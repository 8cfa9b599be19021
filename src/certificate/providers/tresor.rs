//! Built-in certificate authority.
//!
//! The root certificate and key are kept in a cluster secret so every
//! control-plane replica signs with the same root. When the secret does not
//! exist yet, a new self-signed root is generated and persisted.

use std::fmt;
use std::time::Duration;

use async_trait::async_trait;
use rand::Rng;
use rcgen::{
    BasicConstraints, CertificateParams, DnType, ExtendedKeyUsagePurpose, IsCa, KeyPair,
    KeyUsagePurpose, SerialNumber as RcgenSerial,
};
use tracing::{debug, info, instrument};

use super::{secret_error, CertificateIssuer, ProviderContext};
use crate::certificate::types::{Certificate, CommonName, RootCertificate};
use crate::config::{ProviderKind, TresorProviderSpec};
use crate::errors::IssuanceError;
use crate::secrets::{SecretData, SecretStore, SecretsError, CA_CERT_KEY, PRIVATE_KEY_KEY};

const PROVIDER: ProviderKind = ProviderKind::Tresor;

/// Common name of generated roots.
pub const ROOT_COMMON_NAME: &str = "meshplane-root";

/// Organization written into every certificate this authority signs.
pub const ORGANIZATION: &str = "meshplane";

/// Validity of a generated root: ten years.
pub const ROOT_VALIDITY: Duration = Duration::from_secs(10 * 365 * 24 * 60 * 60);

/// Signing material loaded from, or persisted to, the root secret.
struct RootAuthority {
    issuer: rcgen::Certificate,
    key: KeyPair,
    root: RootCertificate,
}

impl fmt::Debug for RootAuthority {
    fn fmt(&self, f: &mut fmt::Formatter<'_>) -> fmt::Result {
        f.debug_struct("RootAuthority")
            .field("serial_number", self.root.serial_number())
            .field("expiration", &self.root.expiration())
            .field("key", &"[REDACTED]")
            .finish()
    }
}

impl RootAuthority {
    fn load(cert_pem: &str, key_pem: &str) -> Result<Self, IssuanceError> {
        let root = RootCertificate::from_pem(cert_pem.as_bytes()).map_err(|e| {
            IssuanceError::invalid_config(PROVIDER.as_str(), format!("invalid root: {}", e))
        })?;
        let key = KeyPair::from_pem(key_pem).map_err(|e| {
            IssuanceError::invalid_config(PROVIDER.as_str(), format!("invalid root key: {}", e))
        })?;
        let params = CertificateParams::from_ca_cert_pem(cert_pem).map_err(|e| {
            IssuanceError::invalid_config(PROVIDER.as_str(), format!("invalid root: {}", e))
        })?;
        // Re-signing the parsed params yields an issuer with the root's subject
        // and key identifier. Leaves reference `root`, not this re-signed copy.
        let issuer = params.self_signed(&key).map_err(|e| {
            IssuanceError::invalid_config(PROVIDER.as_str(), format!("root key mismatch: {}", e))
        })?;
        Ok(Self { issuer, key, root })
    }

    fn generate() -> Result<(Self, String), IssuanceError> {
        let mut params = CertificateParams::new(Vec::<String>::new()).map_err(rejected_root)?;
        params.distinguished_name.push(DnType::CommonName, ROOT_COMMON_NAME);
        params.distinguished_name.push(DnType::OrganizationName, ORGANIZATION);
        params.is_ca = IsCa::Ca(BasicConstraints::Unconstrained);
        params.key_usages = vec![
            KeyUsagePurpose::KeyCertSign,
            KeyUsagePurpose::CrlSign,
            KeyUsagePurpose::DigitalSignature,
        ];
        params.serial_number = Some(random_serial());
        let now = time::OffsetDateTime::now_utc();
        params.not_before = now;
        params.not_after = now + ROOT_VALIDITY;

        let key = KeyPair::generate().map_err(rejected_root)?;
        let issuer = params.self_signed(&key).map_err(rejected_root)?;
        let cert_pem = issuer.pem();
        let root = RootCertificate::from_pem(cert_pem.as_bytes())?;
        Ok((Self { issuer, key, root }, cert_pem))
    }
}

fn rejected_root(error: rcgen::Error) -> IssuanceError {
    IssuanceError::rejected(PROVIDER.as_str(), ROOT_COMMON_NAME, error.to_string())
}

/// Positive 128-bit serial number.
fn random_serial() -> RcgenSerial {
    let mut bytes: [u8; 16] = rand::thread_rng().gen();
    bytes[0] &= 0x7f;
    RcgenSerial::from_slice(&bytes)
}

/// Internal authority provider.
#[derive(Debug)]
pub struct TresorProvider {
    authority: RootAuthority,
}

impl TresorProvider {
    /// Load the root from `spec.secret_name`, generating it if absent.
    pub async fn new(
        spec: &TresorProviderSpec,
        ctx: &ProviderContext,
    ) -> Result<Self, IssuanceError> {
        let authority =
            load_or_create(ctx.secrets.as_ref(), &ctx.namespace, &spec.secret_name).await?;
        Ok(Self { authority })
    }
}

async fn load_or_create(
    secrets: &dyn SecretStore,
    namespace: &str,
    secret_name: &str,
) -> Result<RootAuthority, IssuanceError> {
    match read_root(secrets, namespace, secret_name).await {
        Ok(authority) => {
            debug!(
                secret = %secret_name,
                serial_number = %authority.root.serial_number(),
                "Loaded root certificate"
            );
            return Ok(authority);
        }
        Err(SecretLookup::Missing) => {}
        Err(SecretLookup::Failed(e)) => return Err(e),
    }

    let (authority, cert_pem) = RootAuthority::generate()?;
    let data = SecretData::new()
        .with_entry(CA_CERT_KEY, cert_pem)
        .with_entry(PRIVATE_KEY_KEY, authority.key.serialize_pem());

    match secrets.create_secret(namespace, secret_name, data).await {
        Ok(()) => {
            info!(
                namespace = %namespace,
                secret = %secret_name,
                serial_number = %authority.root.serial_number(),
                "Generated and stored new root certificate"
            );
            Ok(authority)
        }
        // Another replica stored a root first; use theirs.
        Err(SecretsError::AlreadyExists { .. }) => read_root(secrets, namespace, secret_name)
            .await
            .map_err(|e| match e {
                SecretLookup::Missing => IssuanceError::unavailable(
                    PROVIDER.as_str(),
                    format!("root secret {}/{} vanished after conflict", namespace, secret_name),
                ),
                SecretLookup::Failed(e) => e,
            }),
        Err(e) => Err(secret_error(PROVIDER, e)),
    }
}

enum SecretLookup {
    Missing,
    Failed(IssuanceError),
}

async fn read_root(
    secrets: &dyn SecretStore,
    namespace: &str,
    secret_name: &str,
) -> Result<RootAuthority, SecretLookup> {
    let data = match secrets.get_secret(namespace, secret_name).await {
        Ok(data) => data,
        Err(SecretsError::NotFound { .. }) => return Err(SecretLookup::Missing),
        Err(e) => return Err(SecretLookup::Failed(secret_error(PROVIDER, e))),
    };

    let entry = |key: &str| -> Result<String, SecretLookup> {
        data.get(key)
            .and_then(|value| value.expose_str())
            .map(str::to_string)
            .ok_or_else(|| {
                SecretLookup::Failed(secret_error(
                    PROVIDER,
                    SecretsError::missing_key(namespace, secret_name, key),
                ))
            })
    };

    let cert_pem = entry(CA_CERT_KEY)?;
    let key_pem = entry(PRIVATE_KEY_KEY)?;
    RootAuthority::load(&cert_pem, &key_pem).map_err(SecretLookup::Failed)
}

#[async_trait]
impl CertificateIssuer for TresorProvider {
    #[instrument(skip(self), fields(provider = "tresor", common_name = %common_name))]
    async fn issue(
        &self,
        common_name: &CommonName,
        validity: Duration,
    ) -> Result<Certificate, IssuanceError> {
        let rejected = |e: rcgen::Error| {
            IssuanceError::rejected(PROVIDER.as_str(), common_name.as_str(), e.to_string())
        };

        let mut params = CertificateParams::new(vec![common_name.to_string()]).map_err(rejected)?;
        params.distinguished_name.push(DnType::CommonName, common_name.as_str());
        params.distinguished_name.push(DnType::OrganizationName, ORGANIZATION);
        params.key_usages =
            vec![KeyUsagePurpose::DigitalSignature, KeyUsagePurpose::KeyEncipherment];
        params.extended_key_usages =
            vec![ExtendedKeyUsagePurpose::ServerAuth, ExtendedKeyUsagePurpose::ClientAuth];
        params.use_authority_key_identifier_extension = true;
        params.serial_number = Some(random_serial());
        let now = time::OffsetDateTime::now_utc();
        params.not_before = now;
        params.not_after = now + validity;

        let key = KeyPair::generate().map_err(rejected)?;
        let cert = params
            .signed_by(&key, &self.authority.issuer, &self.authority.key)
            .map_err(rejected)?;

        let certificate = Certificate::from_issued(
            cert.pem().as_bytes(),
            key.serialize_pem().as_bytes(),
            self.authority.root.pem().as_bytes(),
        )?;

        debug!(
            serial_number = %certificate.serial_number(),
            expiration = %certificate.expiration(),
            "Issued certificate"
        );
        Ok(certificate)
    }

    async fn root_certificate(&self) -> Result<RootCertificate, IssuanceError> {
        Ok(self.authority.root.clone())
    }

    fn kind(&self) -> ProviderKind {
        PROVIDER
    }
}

========

◆ WORK INSTRUCTION
Of the lines above, extract only those from the line with "let issuer = params.self_signed(&key).map_err(|e|" to the line with "let key = KeyPair::generate().map_err(rejected_root)?;", both included, exactly as written.

◆ OUTPUT OF THE TASK
        let issuer = params.self_signed(&key).map_err(|e| {
            IssuanceError::invalid_config(PROVIDER.as_str(), format!("root key mismatch: {}", e))
        })?;
        Ok(Self { issuer, key, root })
    }

    fn generate() -> Result<(Self, String), IssuanceError> {
        let mut params = CertificateParams::new(Vec::<String>::new()).map_err(rejected_root)?;
        params.distinguished_name.push(DnType::CommonName, ROOT_COMMON_NAME);
        params.distinguished_name.push(DnType::OrganizationName, ORGANIZATION);
        params.is_ca = IsCa::Ca(BasicConstraints::Unconstrained);
        params.key_usages = vec![
            KeyUsagePurpose::KeyCertSign,
            KeyUsagePurpose::CrlSign,
            KeyUsagePurpose::DigitalSignature,
        ];
        params.serial_number = Some(random_serial());
        let now = time::OffsetDateTime::now_utc();
        params.not_before = now;
        params.not_after = now + ROOT_VALIDITY;

        let key = KeyPair::generate().map_err(rejected_root)?;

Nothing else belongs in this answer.